--- LISTED ENTRIES Enclosed Below ---
//! Tile pipeline: cache lookup, raw load, compute, encode, cache store.
//!
//! # Architecture
//!
//! ```text
//! ┌──────────────────────────────────────────────────────────────────┐
//! │                          TilePipeline                            │
//! │  ┌────────────────────────────────────────────────────────────┐  │
//! │  │                       get_tile()                           │  │
//! │  │  1. Apply defaults, validate   5. Kernels on blocking pool │  │
//! │  │  2. Check cache                6. Encode                   │  │
//! │  │  3. Read raw layers            7. Cache & return           │  │
//! │  │  4. Check out pooled buffer                                │  │
//! │  └────────────────────────────────────────────────────────────┘  │
//! │        │              │               │                │         │
//! │        ▼              ▼               ▼                ▼         │
//! │  ┌───────────┐ ┌──────────────┐ ┌────────────┐ ┌──────────────┐  │
//! │  │ TileCache │ │ SlideArchive │ │ BufferPool │ │ComputeBackend│  │
//! │  └───────────┘ └──────────────┘ └────────────┘ └──────────────┘  │
//! └──────────────────────────────────────────────────────────────────┘
//! ```
//!
//! The kernel sequence per tile is
//! `upload → [focus_stack] → color_correct → [sharpen] → download`,
//! all inside one [`DeviceScope`] so device memory is freed on every path.
//! A failed tile is never cached.

use std::sync::Arc;

use bytes::Bytes;
use tracing::{debug, warn};

use crate::compute::{rgba_len, ColorMatrix, ComputeBackend, DeviceScope};
use crate::error::{ComputeError, TileError};
use crate::pool::BufferPool;
use crate::slide::SlideArchive;

use super::cache::TileCache;
use super::encoder::TileEncoder;
use super::request::{TileRequest, TileResult};

// =============================================================================
// Settings
// =============================================================================

/// Per-server pixel correction settings.
#[derive(Debug, Clone, Default)]
pub struct PipelineSettings {
    /// Colour transform applied to every tile; `None` copies pixels through
    pub color_matrix: Option<ColorMatrix>,

    /// Unsharp mask strength; `None` skips sharpening
    pub sharpen_amount: Option<f32>,
}

// =============================================================================
// Tile Response
// =============================================================================

/// Response from the tile pipeline.
#[derive(Debug, Clone)]
pub struct TileResponse {
    /// The encoded tile
    pub result: TileResult,

    /// Whether this tile was served from cache
    pub cache_hit: bool,
}

// =============================================================================
// Tile Pipeline
// =============================================================================

/// Serves encoded tiles, rendering and caching them on first request.
///
/// # Type Parameters
///
/// * `A` - The slide archive supplying raw pixels
///
/// # Example
///
/// ```ignore
/// use cyto_viewer::tile::{TileIdentity, TilePipeline, TileRequest};
///
/// let pipeline = TilePipeline::new(archive, cache, pool, backend);
///
/// let request = TileRequest::new(TileIdentity::new("slide_1700000000", 12, 3, 4, 0));
/// let response = pipeline.get_tile(request).await?;
///
/// println!("{} bytes, cache hit: {}", response.result.size_bytes(), response.cache_hit);
/// ```
pub struct TilePipeline<A: SlideArchive> {
    archive: A,
    cache: TileCache,
    pool: BufferPool,
    backend: Arc<dyn ComputeBackend>,
    encoder: TileEncoder,
    settings: PipelineSettings,
}

impl<A: SlideArchive> TilePipeline<A> {
    /// Create a pipeline with no colour correction or sharpening.
    pub fn new(
        archive: A,
        cache: TileCache,
        pool: BufferPool,
        backend: Arc<dyn ComputeBackend>,
    ) -> Self {
        Self {
            archive,
            cache,
            pool,
            backend,
            encoder: TileEncoder::new(),
            settings: PipelineSettings::default(),
        }
    }

    /// Replace the pixel correction settings.
    pub fn with_settings(mut self, settings: PipelineSettings) -> Self {
        self.settings = settings;
        self
    }

    /// Get a tile, using the cache when available.
    ///
    /// Unset format and quality default to WebP and 85 before anything else
    /// happens. Invalid requests are rejected before the cache is consulted.
    ///
    /// # Errors
    ///
    /// Validation errors, `Archive` when raw pixels cannot be loaded,
    /// `Pool` when no buffer fits, `Compute`/`EncodeError` when rendering
    /// fails. None of these leave anything in the cache.
    pub async fn get_tile(&self, request: TileRequest) -> Result<TileResponse, TileError> {
        let request = request.with_defaults();
        request.validate(self.pool.buffer_capacity())?;

        let cache_key = request.cache_key();
        if let Some(result) = self.cache.get(&cache_key).await {
            debug!(cache_key = %cache_key, "Tile cache hit");
            return Ok(TileResponse {
                result,
                cache_hit: true,
            });
        }
        debug!(cache_key = %cache_key, "Tile cache miss");

        let result = match self.render(&request, cache_key.clone()).await {
            Ok(result) => result,
            Err(e) => {
                warn!(
                    cache_key = %cache_key,
                    slide_id = %request.identity.slide_id,
                    error = %e,
                    "Tile render failed"
                );
                return Err(e);
            }
        };

        self.cache.set(cache_key, result.clone()).await;

        Ok(TileResponse {
            result,
            cache_hit: false,
        })
    }

    /// Whether a validated request can be served without rendering it:
    /// either it is cached or every source layer is in the archive.
    pub async fn is_available(&self, request: &TileRequest) -> Result<bool, TileError> {
        if self.cache.contains(&request.cache_key()).await {
            return Ok(true);
        }
        let layers = match &request.composite {
            Some(composite) => composite.layers.clone(),
            None => vec![request.identity.focus_layer],
        };
        for layer in layers {
            let identity = request.identity.with_layer(layer);
            if !self
                .archive
                .has_tile(&identity, request.width, request.height)
                .await?
            {
                return Ok(false);
            }
        }
        Ok(true)
    }

    /// Render a validated request without touching the cache.
    pub async fn render(
        &self,
        request: &TileRequest,
        cache_key: String,
    ) -> Result<TileResult, TileError> {
        let (width, height) = (request.width, request.height);
        let format = request.resolved_format();
        let quality = request.resolved_quality();

        let (layer_ids, weights) = match &request.composite {
            Some(composite) => (composite.layers.clone(), Some(composite.weights.clone())),
            None => (vec![request.identity.focus_layer], None),
        };

        let mut raw_layers = Vec::with_capacity(layer_ids.len());
        for layer in layer_ids {
            let identity = request.identity.with_layer(layer);
            raw_layers.push(self.archive.read_tile(&identity, width, height).await?);
        }

        let mut pixels = self.pool.checkout(rgba_len(width, height)).await?;

        let backend = Arc::clone(&self.backend);
        let encoder = self.encoder.clone();
        let settings = self.settings.clone();

        // The pooled buffer moves into the task and is returned when the
        // closure ends, even if the caller stops waiting.
        let task = tokio::task::spawn_blocking(move || -> Result<Vec<u8>, TileError> {
            run_kernels(
                backend.as_ref(),
                &raw_layers,
                weights.as_deref(),
                &mut pixels,
                width,
                height,
                &settings,
            )?;
            encoder.encode(&pixels, width, height, format, quality)
        });

        let encoded_bytes = task
            .await
            .map_err(|e| TileError::Internal(format!("compute task failed: {}", e)))??;

        Ok(TileResult {
            encoded_bytes,
            width,
            height,
            content_type: format.content_type(),
            cache_key,
        })
    }

    /// Tile cache shared by every request through this pipeline.
    pub fn cache(&self) -> &TileCache {
        &self.cache
    }

    pub fn pool(&self) -> &BufferPool {
        &self.pool
    }

    pub fn archive(&self) -> &A {
        &self.archive
    }

    /// Name of the compute backend in use.
    pub fn backend_name(&self) -> &'static str {
        self.backend.name()
    }

    pub fn settings(&self) -> &PipelineSettings {
        &self.settings
    }
}

/// Run the kernel sequence for one tile and download the result into `out`.
fn run_kernels(
    backend: &dyn ComputeBackend,
    layers: &[Bytes],
    weights: Option<&[f32]>,
    out: &mut [u8],
    width: u32,
    height: u32,
    settings: &PipelineSettings,
) -> Result<(), ComputeError> {
    let len = out.len();
    let mut scope = DeviceScope::new(backend);

    let mut current = match weights {
        Some(weights) => {
            let inputs = layers
                .iter()
                .map(|layer| scope.upload(layer))
                .collect::<Result<Vec<_>, _>>()?;
            let stacked = scope.alloc(len)?;
            backend.focus_stack(&inputs, weights, &stacked, width, height)?;
            stacked
        }
        None => {
            let layer = layers.first().ok_or_else(|| ComputeError::Kernel {
                kernel: "upload",
                message: "no input layer".to_string(),
            })?;
            scope.upload(layer)?
        }
    };

    let corrected = scope.alloc(len)?;
    backend.color_correct(
        &current,
        &corrected,
        width,
        height,
        settings.color_matrix.as_ref(),
    )?;
    current = corrected;

    if let Some(amount) = settings.sharpen_amount {
        let sharpened = scope.alloc(len)?;
        backend.sharpen(&current, &sharpened, width, height, amount)?;
        current = sharpened;
    }

    backend.download(&current, out)
}

impl<A: SlideArchive> std::fmt::Debug for TilePipeline<A> {
    fn fmt(&self, f: &mut std::fmt::Formatter<'_>) -> std::fmt::Result {
        f.debug_struct("TilePipeline")
            .field("backend", &self.backend.name())
            .field("cache_capacity", &self.cache.capacity())
            .field("pool_buffers", &self.pool.total())
            .field("settings", &self.settings)
            .finish()
    }
}

// =============================================================================
// Tests
// =============================================================================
--- End of Enclosed LISTED ENTRIES ---
Copy whichever lines of the records above contain the word "ComputeBackend".

//! │  │ TileCache │ │ SlideArchive │ │ BufferPool │ │ComputeBackend│  │
use crate::compute::{rgba_len, ColorMatrix, ComputeBackend, DeviceScope};
    backend: Arc<dyn ComputeBackend>,
        backend: Arc<dyn ComputeBackend>,
    backend: &dyn ComputeBackend,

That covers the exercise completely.